Episerver Digital Experience Cloud™ Service (DXC Service) is the cloud-based offer from Episerver based on Microsoft cloud technology. A solution that delivers high availability and performance, easy connectivity with other cloud services and existing systems, ability to manage spikes in customer demand, and a platform that is ready to seamlessly adopt the latest technology updates.
On June 19th, 2019, DXC Service (DXC-S) customers were unable to run deployments and the following root cause analysis was provided by Microsoft.
Between the time period of 05:06 and 07:46 UTC on 19 Jun 2019, a subset of customers may have experienced latency, timeouts, or HTTP 500-level response codes while performing service management operations such as "site create", "delete" and "move resources". Auto-scaling and the loading of site metrics may also have been impacted. Azure Resource Manager (ARM) deployments containing App Service resources may have failed with the error message "Internal Server Error".
Microsoft determined that as part of ongoing works to drive platform resilience and ensure service stability, a configuration change was performed on the App Service Resource Provider – a part of the service architecture that deals with the processing of Service Management requests, such as “create”, “delete”, “update”, etc. The initial configuration change was applied successfully, but when a follow-up update was made, this caused an unexpected impact to the systems that handle service management requests, and a subset of customers experienced failures as a result.
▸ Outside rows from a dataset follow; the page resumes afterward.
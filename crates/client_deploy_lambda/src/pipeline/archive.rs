use std::fs;
use std::path::Path;

use tracing::info;
use zip::ZipArchive;

use crate::adapters::archive_source::ArchiveSource;
use crate::error::DeployError;

/// Downloads the archive at `url` and extracts it into a freshly emptied
/// `contents_dir`. Returns the number of archive entries.
pub fn fetch_and_extract(
    source: &dyn ArchiveSource,
    url: &str,
    contents_dir: &Path,
) -> Result<usize, DeployError> {
    reset_dir(contents_dir)?;

    let staging_dir = contents_dir
        .parent()
        .filter(|parent| !parent.as_os_str().is_empty())
        .unwrap_or_else(|| Path::new("."));
    let archive_file = tempfile::Builder::new()
        .prefix("client-archive-")
        .suffix(".zip")
        .tempfile_in(staging_dir)
        .map_err(|error| DeployError::Fetch(format!("failed to create archive file: {error}")))?;

    source
        .download(url, archive_file.path())
        .map_err(|error| DeployError::Fetch(format!("failed to download archive: {error}")))?;
    info!(
        component = "archive_fetcher",
        event = "download_finished",
        url
    );

    let reader = archive_file
        .reopen()
        .map_err(|error| DeployError::Fetch(format!("failed to open archive: {error}")))?;
    let mut archive = ZipArchive::new(reader)
        .map_err(|error| DeployError::Fetch(format!("unreadable archive: {error}")))?;
    let entries = archive.len();
    archive
        .extract(contents_dir)
        .map_err(|error| DeployError::Fetch(format!("failed to extract archive: {error}")))?;

    info!(
        component = "archive_fetcher",
        event = "extract_finished",
        entries,
        contents_dir = %contents_dir.display(),
    );
    Ok(entries)
}

fn reset_dir(dir: &Path) -> Result<(), DeployError> {
    if dir.exists() {
        fs::remove_dir_all(dir).map_err(|error| {
            DeployError::Fetch(format!(
                "failed to clear scratch directory {}: {error}",
                dir.display()
            ))
        })?;
    }
    fs::create_dir_all(dir).map_err(|error| {
        DeployError::Fetch(format!(
            "failed to create scratch directory {}: {error}",
            dir.display()
        ))
    })
}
Existing App Service resources would not have been impacted by this issue, but auto-scale operation may also have failed during this time, which could have impacted a site’s ability to scale to meet demand.
The specific configuration which caused the issue is related to how App Service processes all management requests between regions. This logic is being updated continuously by Microsoft to increase availability/resiliency on region-by-region basis, but the logic encountered unexpected data (observable only in the production environment) during this specific update. This unexpected data was not handled gracefully, thus causing the logic to crash for a certain percentage of incoming requests (~1%). The result was that management requests which were impacted failed before they could have been even correctly processed.
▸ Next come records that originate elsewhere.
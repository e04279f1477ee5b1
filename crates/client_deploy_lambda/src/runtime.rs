pub use client_deploy_core::{client_config, contract, lifecycle, object_keys, settings};
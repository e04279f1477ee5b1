use client_deploy_core::contract::ValidationError;

/// Failure of one pipeline step. Every variant ends the invocation with a
/// FAILED outcome.
#[derive(Debug, thiserror::Error)]
pub enum DeployError {
    #[error("validation error: {0}")]
    Validation(#[from] ValidationError),

    #[error("fetch error: {0}")]
    Fetch(String),

    #[error("config error: {0}")]
    Config(String),

    #[error("upload error: {0}")]
    Upload(String),

    #[error("invalidation error: {0}")]
    Invalidation(String),

    #[error("invalidation {invalidation_id} not completed after {attempts} checks")]
    InvalidationTimeout { invalidation_id: String, attempts: u32 },
}

impl DeployError {
    pub fn kind(&self) -> &'static str {
        match self {
            Self::Validation(_) => "validation",
            Self::Fetch(_) => "fetch",
            Self::Config(_) => "config",
            Self::Upload(_) => "upload",
            Self::Invalidation(_) => "invalidation",
            Self::InvalidationTimeout { .. } => "invalidation_timeout",
        }
    }
}

/// Callback delivery failure. Logged, never propagated.
#[derive(Debug, thiserror::Error)]
pub enum CallbackTransportError {
    #[error("failed to serialize callback body: {0}")]
    Serialize(#[from] serde_json::Error),

    #[error("failed to deliver callback: {0}")]
    Delivery(String),
}
//! Deployment pipeline steps, each a thin function over an adapter seam.

pub mod archive;
pub mod config_injector;
pub mod publisher;
pub mod purger;
pub mod reporter;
Due to the nature of the App Service’s service management architecture, the impact to overall customer requests was limited, but the location of impact was not confined to any one specific region.
To mitigate, Microsoft isolated the specific update that had caused the issue, and then rolled back the update which restored service management functionality. Microsoft then monitored for an extended period to ensure that full service had been restored for customers.
Microsoft sincerely apologizes for the impact to affected customers. They are continuously taking steps to improve the Microsoft Azure Platform and their processes to help ensure such incidents do not occur in the future. They apologize for any inconvenience this may have caused.